Romance
How do you define Romance? When people hear the word they often picture flowers, odes and sonnets, or elegant nights of dancing in formal dresses at a ball. Webster’s defines it first as a love story, and then in its second clarification it says, “an extravagant story or affair that lacks basis in fact or reality.” So if I’m reading this right, being romantic isn’t possible unless you find a way to suspend reality. I guess in a certain sense, that’s true.
Two days before Valentine’s I conducted an informal and unscientific poll of the women who were in the line around me at the grocery store. According to them, their husbands were probably going to send flowers or give them chocolate and a card for the Hallmark created holiday to commemorate love. I asked if they thought it was romantic, and each one of them laughed. “No,” the youngest one explained. “It’s an obligation they do because they think they have to.”

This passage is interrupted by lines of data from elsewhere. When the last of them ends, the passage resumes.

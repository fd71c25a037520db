//! Rating endpoints

use crate::models::{CreateRatingRequest, Rating};
use crate::services::client::{segment, ApiClient};
use crate::utils::errors::{PayTaskError, Result};

/// Service for `/ratings`
#[derive(Clone, Debug)]
pub struct RatingService {
    client: ApiClient,
}

impl RatingService {
    pub fn new(client: ApiClient) -> Self {
        Self { client }
    }

    pub async fn create(&self, request: &CreateRatingRequest) -> Result<Rating> {
        check_score(request.score)?;
        self.client.post("ratings", request).await
    }

    pub async fn for_user(&self, user_id: &str) -> Result<Vec<Rating>> {
        self.client.get(&format!("ratings/user/{}", segment(user_id))).await
    }
}

/// Scores are whole stars from 1 to 5
pub(crate) fn check_score(score: u8) -> Result<()> {
    if (1..=5).contains(&score) {
        Ok(())
    } else {
        Err(PayTaskError::InvalidInput(format!("Score must be between 1 and 5, got {}", score)))
    }
}
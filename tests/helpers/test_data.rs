//! Test data helpers for creating test objects
//!
//! This module provides helper functions for building backend JSON records
//! (users, tasks, assignments, submissions, wallets) and bearer tokens.

use chrono::{Duration, Utc};
use fake::faker::internet::en::SafeEmail;
use fake::faker::lorem::en::Sentence;
use fake::faker::name::en::Name;
use fake::Fake;
use jsonwebtoken::{encode, EncodingKey, Header};
use serde_json::{json, Value};

/// Helper function to create a test user record
pub fn create_test_user(id: &str, role: &str) -> Value {
    let name: String = Name().fake();
    let email: String = SafeEmail().fake();
    json!({
        "id": id,
        "email": email,
        "name": name,
        "role": role,
        "skills": [],
        "completedTasks": 0,
        "createdAt": Utc::now().to_rfc3339(),
    })
}

/// Helper function to create a user record with a fixed name
pub fn create_named_user(id: &str, name: &str, role: &str) -> Value {
    let mut user = create_test_user(id, role);
    user["name"] = json!(name);
    user
}

/// Helper function to create a test task record
pub fn create_test_task(id: &str, title: &str, reward: f64, quantity: u32) -> Value {
    let description: String = Sentence(8..14).fake();
    let now = Utc::now();
    json!({
        "id": id,
        "title": title,
        "description": description,
        "category": "data-entry",
        "reward": reward,
        "quantity": quantity,
        "completedCount": 0,
        "status": "active",
        "deadline": (now + Duration::days(3)).to_rfc3339(),
        "createdBy": "client-1",
        "tags": [],
        "createdAt": now.to_rfc3339(),
        "updatedAt": now.to_rfc3339(),
    })
}

/// Helper function to wrap records in a server-side page
pub fn create_test_page(items: Vec<Value>, page: u32, limit: u32) -> Value {
    let total = items.len();
    json!({ "items": items, "total": total, "page": page, "limit": limit })
}

/// Helper function to create a test assignment record
pub fn create_test_assignment(id: &str, task_id: &str, status: &str) -> Value {
    json!({
        "id": id,
        "taskId": task_id,
        "workerId": "worker-1",
        "status": status,
        "assignedAt": Utc::now().to_rfc3339(),
        "expiresAt": (Utc::now() + Duration::hours(2)).to_rfc3339(),
        "task": { "id": task_id, "title": "Label street signs", "reward": 0.5 },
    })
}

/// Helper function to create a test submission record
pub fn create_test_submission(id: &str, assignment_id: &str, status: &str) -> Value {
    json!({
        "id": id,
        "assignmentId": assignment_id,
        "taskId": "task-1",
        "workerId": "worker-1",
        "content": "Labels attached",
        "attachments": [],
        "status": status,
        "submittedAt": Utc::now().to_rfc3339(),
    })
}

/// Helper function to create a test wallet record
pub fn create_test_wallet(balance: f64, escrow: f64) -> Value {
    json!({
        "id": "wallet-1",
        "userId": "user-1",
        "balance": balance,
        "escrowBalance": escrow,
        "currency": "USD",
        "updatedAt": Utc::now().to_rfc3339(),
    })
}

/// Helper function to create a test transaction record
pub fn create_test_transaction(id: &str, kind: &str, amount: f64, status: &str) -> Value {
    json!({
        "id": id,
        "walletId": "wallet-1",
        "type": kind,
        "amount": amount,
        "status": status,
        "createdAt": Utc::now().to_rfc3339(),
    })
}

/// Signed JWT expiring `hours` from now (negative for an expired token)
pub fn test_jwt(hours: i64) -> String {
    let claims = json!({
        "sub": "user-1",
        "exp": (Utc::now() + Duration::hours(hours)).timestamp(),
    });
    encode(&Header::default(), &claims, &EncodingKey::from_secret(b"test-secret")).expect("Failed to sign test token")
}

/// Opaque bearer token
pub fn test_token() -> &'static str {
    "test-token-123"
}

That conversation, while entertaining, left me wondering if it was possible to have real romance anymore. I arrived home, tired form a long day and my children came rushing up to welcome me home, remind me their basketball uniform was dirty and they needed it in forty minutes, and to tell me they needed help with their math homework. After that initial blast of chores was given to me, my husband walked over, told the boys to “scram and give your mother a minute to at least take her coat off.” After pulling off my boots I looked up and he was standing there with a smile and two cups of hot tea. A tilt of his head was an invitation to follow him to the home office.
After we climbed the stairs he pointed to the more comfortable of the two chairs and indicated I should sit there before putting a cup of tea on the table next to it. We sat down and he asked, “How was your day?” Giving me the chance to unload the things that had happened at the office that were very stressful and weighing heavily on my mind.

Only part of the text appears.